- Stored data:
- - - - -

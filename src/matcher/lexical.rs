//! Exact name matching.
//!
//! Two entities match when they share a normalized name. The score of a
//! pair is the best over shared names of the lower of the two corrected
//! weights, so a label-to-label hit outranks a synonym-to-label hit.

use crate::alignment::Alignment;
use crate::context::MatchContext;
use crate::entity::{EntityId, EntityType};

use super::{Candidates, Scorer, SupportsExtend, SupportsRematch, admissible};

/// Hash-join on normalized names.
#[derive(Debug, Clone, Copy, Default)]
pub struct LexicalMatcher;

impl LexicalMatcher {
    pub fn new() -> Self {
        Self
    }

    fn join(ctx: &MatchContext, kind: EntityType, base: Option<&Alignment>) -> Candidates {
        let language = ctx.config().language.as_deref();
        let source = ctx.source();
        let target = ctx.target();
        let mut out = Candidates::new();
        for s in source.entities_of(kind) {
            if base.is_some_and(|a| a.contains_source(s)) {
                continue;
            }
            for entry in source.lexicon().entries_in(s, language) {
                for t in target.lexicon().entities_named(&entry.name) {
                    if target.type_of(t) != Some(kind) || !admissible(ctx, s, t) {
                        continue;
                    }
                    if base.is_some_and(|a| a.contains_target(t)) {
                        continue;
                    }
                    out.insert(s, t);
                }
            }
        }
        out
    }
}

impl Scorer for LexicalMatcher {
    fn score(&self, ctx: &MatchContext, source: EntityId, target: EntityId) -> f64 {
        let language = ctx.config().language.as_deref();
        let source_lex = ctx.source().lexicon();
        let target_lex = ctx.target().lexicon();
        let mut best: f64 = 0.0;
        for entry in source_lex.entries_in(source, language) {
            let usable = target_lex
                .entries_in(target, language)
                .any(|e| e.name == entry.name);
            if !usable {
                continue;
            }
            let weight = source_lex
                .corrected_weight(source, &entry.name)
                .min(target_lex.corrected_weight(target, &entry.name));
            best = best.max(weight);
        }
        best
    }

    fn name(&self) -> &str {
        "lexical"
    }

    fn candidates(&self, ctx: &MatchContext, kind: EntityType) -> Candidates {
        Self::join(ctx, kind, None)
    }
}

impl SupportsExtend for LexicalMatcher {
    fn extension_candidates(
        &self,
        ctx: &MatchContext,
        kind: EntityType,
        base: &Alignment,
    ) -> Candidates {
        Self::join(ctx, kind, Some(base))
    }
}

impl SupportsRematch for LexicalMatcher {}
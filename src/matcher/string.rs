//! Name-to-name string similarity.

use crate::context::MatchContext;
use crate::entity::EntityId;
use crate::similarity::StringMeasure;

use super::{Scorer, SupportsExtend, SupportsRematch};

/// Best weighted string similarity over all name pairs of two entities.
///
/// Each name pair scores `measure(a, b) · w_a · w_b` with corrected lexicon
/// weights. Candidates are the full type-filtered cross product, so in
/// practice this matcher runs in extend mode after the lexical stage.
#[derive(Debug, Clone, Copy, Default)]
pub struct StringMatcher {
    measure: StringMeasure,
}

impl StringMatcher {
    pub fn new(measure: StringMeasure) -> Self {
        Self { measure }
    }

    pub fn measure(&self) -> StringMeasure {
        self.measure
    }
}

impl Scorer for StringMatcher {
    fn score(&self, ctx: &MatchContext, source: EntityId, target: EntityId) -> f64 {
        let language = ctx.config().language.as_deref();
        let source_lex = ctx.source().lexicon();
        let target_lex = ctx.target().lexicon();

        let mut best: f64 = 0.0;
        for a in source_lex.entries_in(source, language) {
            let wa = source_lex.corrected_weight(source, &a.name);
            if wa <= best {
                continue;
            }
            for b in target_lex.entries_in(target, language) {
                let wb = target_lex.corrected_weight(target, &b.name);
                let upper = wa * wb;
                if upper <= best {
                    continue;
                }
                best = best.max(self.measure.compare(&a.name, &b.name) * upper);
            }
        }
        best
    }

    fn name(&self) -> &str {
        match self.measure {
            StringMeasure::Isub => "string/isub",
            StringMeasure::Levenshtein => "string/levenshtein",
            StringMeasure::QGram => "string/qgram",
        }
    }
}

impl SupportsExtend for StringMatcher {}

impl SupportsRematch for StringMatcher {}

- - - - -

- Exercise description:
Please find the lines in the data that contain the word "language" and copy them.

- Solution to this problem:
        let language = ctx.config().language.as_deref();
            for entry in source.lexicon().entries_in(s, language) {
        let language = ctx.config().language.as_deref();
        for entry in source_lex.entries_in(source, language) {
                .entries_in(target, language)
        let language = ctx.config().language.as_deref();
        for a in source_lex.entries_in(source, language) {
            for b in target_lex.entries_in(target, language) {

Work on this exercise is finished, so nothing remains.